To some of my friends, I was called an accidental medical doctor, but actually it was a perfect fate guided by the merciful Lord that I’m studying medicine. For it was only medicine that makes reading books easier for you. Although time is precious in this profession, but one finds it easier to do anything you are passionate about. The daily interaction we have with people at their most vulnerable state was another psychostimulant. Seeing humans suffering from disease conditions is heartachy. Some of the causes are mere ignorance, poverty, superstitions, and limited resources.

The contribution one can give couldn’t be limited to just prescribing drugs or surgical procedures that end up affecting one person. It’s much better to involve one self in to position that may bring possible change to the whole society even in form of orientation.

What also motivated me more was how I wasn’t the first to traverse this similar path. Bibliophiles were common among medical students and medical professionals.

At international level, the former Prime Minister of Malaysia, Dr. Mahathir Muhammad, was a physician. Most of the current economic development of Malaysia was attributed to him. The South American revolutionary figure Che Guevara was a physician. Atul Gawande was an endocrinologist, health policy analyst, adviser to former President Obama, campaign volunteer to former President Bill Clinton, and adviser to USAID/WHO on health policies.

Frantz Fanon was another physician, psychiatrist, racial discrimination activist, and political writer. Dr. Zakir Naik was a renowned Islamic scholar, comparative religion expert, and physician.
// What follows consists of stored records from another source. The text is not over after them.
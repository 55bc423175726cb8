use crate::palette::pairing::{BACKGROUND, LINK, PAIRED, UNPAIRED};
use crate::{Canvas, SceneRenderer};
use particle_simulation::{make_rng, NeighborQuery, PairingSimulation, Simulation};
use rand::rngs::StdRng;
use rand::Rng;

const LINK_WIDTH: f32 = 1.0;
const PAIRED_RADIUS: f32 = 1.5;
const UNPAIRED_RADIUS: f32 = 1.0;
const UNPAIRED_ALPHA: f32 = 0.3;

/// Bond opacity; colder condensates draw brighter links
pub fn link_opacity(temperature: f32) -> f32 {
    0.15 + (1.0 - temperature) * 0.2
}

/// Electrons with their pair bonds
pub struct PairRenderer {
    /// Flicker of paired electrons
    rng: StdRng,
}

impl PairRenderer {
    pub fn new(seed: Option<u64>) -> Self {
        Self {
            rng: make_rng(seed),
        }
    }
}

impl<Q: NeighborQuery> SceneRenderer<PairingSimulation<Q>> for PairRenderer {
    fn draw(&mut self, simulation: &PairingSimulation<Q>, canvas: &mut dyn Canvas) {
        canvas.fill(BACKGROUND);

        let particles = simulation.entities();
        let half = simulation.bounds().size() * 0.5;
        let link = LINK.with_alpha(link_opacity(simulation.params().temperature));

        // Bonds first so the electrons sit on top of them
        for (i, particle) in particles.iter().enumerate() {
            let Some(partner) = particle.partner.filter(|&j| i < j) else {
                continue;
            };
            let Some(partner) = particles.get(partner) else {
                continue;
            };
            let a = particle.motion.position;
            let b = partner.motion.position;
            // A pair straddling a wrap edge would draw across the whole view
            let apart = (a - b).abs();
            if apart.x < half.x && apart.y < half.y {
                canvas.stroke_line(a, b, LINK_WIDTH, link);
            }
        }

        for particle in particles {
            if particle.is_paired() {
                let alpha = 0.4 + self.rng.random::<f32>() * 0.1;
                canvas.fill_circle(particle.motion.position, PAIRED_RADIUS, PAIRED.with_alpha(alpha));
            } else {
                canvas.fill_circle(
                    particle.motion.position,
                    UNPAIRED_RADIUS,
                    UNPAIRED.with_alpha(UNPAIRED_ALPHA),
                );
            }
        }
    }
}
//! Drifting node network
//!
//! Sparse nodes move at constant velocity and bounce off the domain edges.
//! Every pair closer than the link distance is connected; the link list is
//! rebuilt after each move for the renderer.

use crate::{
    bounce_inside, count_changed, integrate, make_rng, Bounds, FrameTime, NaiveScan, NeighborQuery,
    NetworkParams, Simulation, Step,
};
use glam::Vec2;
use particle_physics::{Motion, NetworkNode};
use rand::rngs::StdRng;
use rand::Rng;
use std::ops::ControlFlow;

/// Connection between two nodes, `a < b`
#[derive(Clone, Copy, Debug, PartialEq)]
pub struct NetworkLink {
    pub a: usize,
    pub b: usize,
    /// 1 at zero distance, falling to 0 at the link distance
    pub strength: f32,
}

pub struct NetworkSimulation {
    params: NetworkParams,
    bounds: Bounds,
    nodes: Vec<NetworkNode>,
    links: Vec<NetworkLink>,
    query: NaiveScan,
    positions: Vec<Vec2>,
    rng: StdRng,
}

impl NetworkSimulation {
    pub fn new(params: NetworkParams, bounds: Bounds, seed: Option<u64>) -> Self {
        let mut simulation = Self {
            params,
            bounds,
            nodes: Vec::new(),
            links: Vec::new(),
            query: NaiveScan::default(),
            positions: Vec::new(),
            rng: make_rng(seed),
        };
        simulation.initialize();
        simulation
    }

    fn requested_count(&self) -> usize {
        self.params.node_count(self.bounds.width, self.bounds.height)
    }

    fn initialize(&mut self) {
        let count = self.requested_count();
        let size = self.bounds.size();
        let drift = self.params.drift_speed;
        let rng = &mut self.rng;
        self.nodes = (0..count)
            .map(|i| NetworkNode {
                id: i as u32,
                motion: Motion::new(
                    Vec2::new(rng.random::<f32>(), rng.random::<f32>()) * size,
                    Vec2::new(rng.random::<f32>() - 0.5, rng.random::<f32>() - 0.5) * drift,
                ),
                size: rng.random_range(0.3..1.5),
                opacity: rng.random_range(0.1..0.6),
            })
            .collect();
        self.links.clear();
        log::info!(
            "Network: {} nodes in {:.0}x{:.0}",
            count,
            self.bounds.width,
            self.bounds.height
        );
    }

    pub fn links(&self) -> &[NetworkLink] {
        &self.links
    }

    fn rebuild_links(&mut self) {
        let distance = self.params.link_distance;
        let distance_sq = distance * distance;

        self.positions.clear();
        self.positions
            .extend(self.nodes.iter().map(|n| n.motion.position));
        self.query.rebuild(&self.positions, distance);

        self.links.clear();
        for a in 0..self.nodes.len() {
            let links = &mut self.links;
            let _ = self
                .query
                .for_each_within(&self.positions, a, distance, &mut |neighbor| {
                    if neighbor.index > a {
                        links.push(NetworkLink {
                            a,
                            b: neighbor.index,
                            strength: 1.0 - neighbor.distance_sq / distance_sq,
                        });
                    }
                    ControlFlow::Continue(())
                });
        }
    }
}

impl Simulation for NetworkSimulation {
    type Entity = NetworkNode;
    type Params = NetworkParams;

    fn name(&self) -> &'static str {
        "network"
    }

    fn step(&mut self, _time: &FrameTime) {
        if count_changed(self.nodes.len(), self.requested_count()) {
            self.initialize();
        }

        for node in &mut self.nodes {
            integrate(node, Step::default());
            let motion = &mut node.motion;
            bounce_inside(&mut motion.position, &mut motion.velocity, self.bounds);
        }
        self.rebuild_links();
    }

    /// Nodes are kept unless the size change moves the node count past the hysteresis
    fn resize(&mut self, bounds: Bounds) {
        self.bounds = bounds;
        if count_changed(self.nodes.len(), self.requested_count()) {
            self.initialize();
        }
    }

    fn reset(&mut self) {
        self.initialize();
    }

    fn bounds(&self) -> Bounds {
        self.bounds
    }

    fn entities(&self) -> &[NetworkNode] {
        &self.nodes
    }

    fn params(&self) -> &NetworkParams {
        &self.params
    }

    fn params_mut(&mut self) -> &mut NetworkParams {
        &mut self.params
    }
}

#[cfg(test)]
mod tests {
    use super::*;

    #[test]
    fn test_count_follows_area() {
        let sim = NetworkSimulation::new(NetworkParams::default(), Bounds::new(600.0, 500.0), Some(1));
        assert_eq!(sim.len(), 20);
        let big = NetworkSimulation::new(NetworkParams::default(), Bounds::new(1920.0, 1080.0), Some(1));
        assert_eq!(big.len(), 80);
    }

    #[test]
    fn test_links_are_short_and_ordered() {
        let mut sim = NetworkSimulation::new(NetworkParams::default(), Bounds::new(1200.0, 1000.0), Some(2));
        sim.step(&FrameTime::at_tick(1));
        assert!(!sim.links().is_empty());
        for link in sim.links() {
            assert!(link.a < link.b);
            assert!(link.strength > 0.0 && link.strength <= 1.0);
            let d = sim.entities()[link.a].motion.position - sim.entities()[link.b].motion.position;
            assert!(d.length() < 180.0);
        }
    }

    #[test]
    fn test_nodes_stay_inside() {
        let bounds = Bounds::new(200.0, 150.0);
        let params = NetworkParams {
            area_per_node: 1000.0,
            drift_speed: 20.0,
            ..Default::default()
        };
        let mut sim = NetworkSimulation::new(params, bounds, Some(3));
        for tick in 1..=200 {
            sim.step(&FrameTime::at_tick(tick));
            assert!(sim.entities().iter().all(|n| bounds.contains(n.motion.position)));
        }
    }
}
use thiserror::Error;

#[derive(Error, Debug)]
pub enum CheckError {
    #[error("設定エラー: {0}")]
    Config(String),

    #[error("{0}が設定されていません。`manga-check config` または環境変数で設定してください")]
    MissingCredential(&'static str),

    #[error("カタログ検索エラー{}: {message}", status_suffix(.status))]
    CatalogQuery { status: Option<u16>, message: String },

    #[error("スプレッドシートが見つかりません: {0}")]
    SheetNotFound(String),

    #[error("スプレッドシート読み込みエラー: {0}")]
    SheetRead(String),

    #[error("スプレッドシート書き込みエラー: {0}")]
    SheetWrite(String),

    #[error("有効なデータが見つかりません")]
    NoValidRows,

    #[error("保存された検索結果がありません。先に `manga-check run` を実行してください")]
    NoSession,

    #[error("エクスポートエラー: {0}")]
    Export(String),

    #[error(transparent)]
    Common(#[from] manga_check_common::Error),

    #[error("JSON解析エラー: {0}")]
    JsonParse(#[from] serde_json::Error),

    #[error("IOエラー: {0}")]
    Io(#[from] std::io::Error),
}

impl CheckError {
    pub fn catalog(status: Option<u16>, message: impl Into<String>) -> Self {
        CheckError::CatalogQuery {
            status,
            message: message.into(),
        }
    }
}

fn status_suffix(status: &Option<u16>) -> String {
    status.map(|s| format!(" (HTTP {})", s)).unwrap_or_default()
}

pub type Result<T> = std::result::Result<T, CheckError>;
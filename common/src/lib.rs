//! Manga Check Common Library
//!
//! CLIから使われる型と、発売日判定・巻数照合の純粋なロジック

pub mod types;
pub mod error;
pub mod date;
pub mod title;
pub mod selector;
pub mod sheet;

pub use types::{CatalogItem, CatalogPage, ReconciliationEntry, TrackedSeries, VolumeCandidate};
pub use error::{Error, Result};
pub use date::{is_past, ReleaseDate};
pub use title::{build_match_target, matches, next_volume, VOLUME_PLACEHOLDER};
pub use selector::{select_candidate, Selection, UnparsedDate};
pub use sheet::{parse_rows, plan_updates, sheet_row, CellUpdate, ParsedSheet, RowWarning};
At the national level, Prof. Usman Yusuf is a haematologist, former NHIS DG, and currently a political activist. Dr. Aminu Abdullahi Taura was a psychiatrist and former SSG to the Jigawa state government. Dr. Nuraddeen Muhammad was a psychiatrist and former cabinet minister to President Goodluck Jonathan.

During ward rounds and clinics, my mind often wanders to enquire not just about the diagnosis but the actual cause of the disease condition; why would a 17-year-old multiparous young lady develop peripartum cardiomyopathy (PPCM)? Why would a 5-year-old child develop severe anaemia from a mosquito bite? Why would a 25-year-old friend of mine develop chronic kidney disease, and his family would have to sell all their belongings for his treatment? Why are our Accident and Emergency units filled with road traffic accident cases? Was it bad road conditions or lack of adherence to traffic laws and orders?

Why are African countries still battling with 19th century diseases like Tuberculosis, filariasis, and malarial infections? Why issues of fighting cervical cancer and vaccination campaigns are treated with contempt in our societies? Why access to basic primary healthcare in Nigeria was still a luxury 50 years after Alma Ata declaration? The questions are never-ending.

Answers to these questions could be found not in the conventional medical textbooks like Robbins/Cotrand, Davidson, or Sabiston. Answers to these questions are there on our faces. Answers to these questions are tied to the very fabric of our social life, our public institutions, our culture, and our life perspectives.

In order to make any significant contribution towards the betterment of this kind of society, it would be quite easier as an insider rather than an outsider. You can’t bring any positive outcome by just talking or commenting. It was rightly stated that a cat in gloves catches no mice.

The real players in a game are always better than the spectators. A player deserves accolades despite his shortcomings, frequent falls, and inability to deliver as planned theoretically. For the player has seen it all, because so many things in public life are not as they appear. It’s only when you are there that the reality becomes visible. This is the reason why many leaders who have goodwill and enjoy public support appear to have lost track or contributed insignificantly when elected or appointed into office.

But despite all these challenges, one can’t decline to do something good just because something bad might happen. The risk is worth it.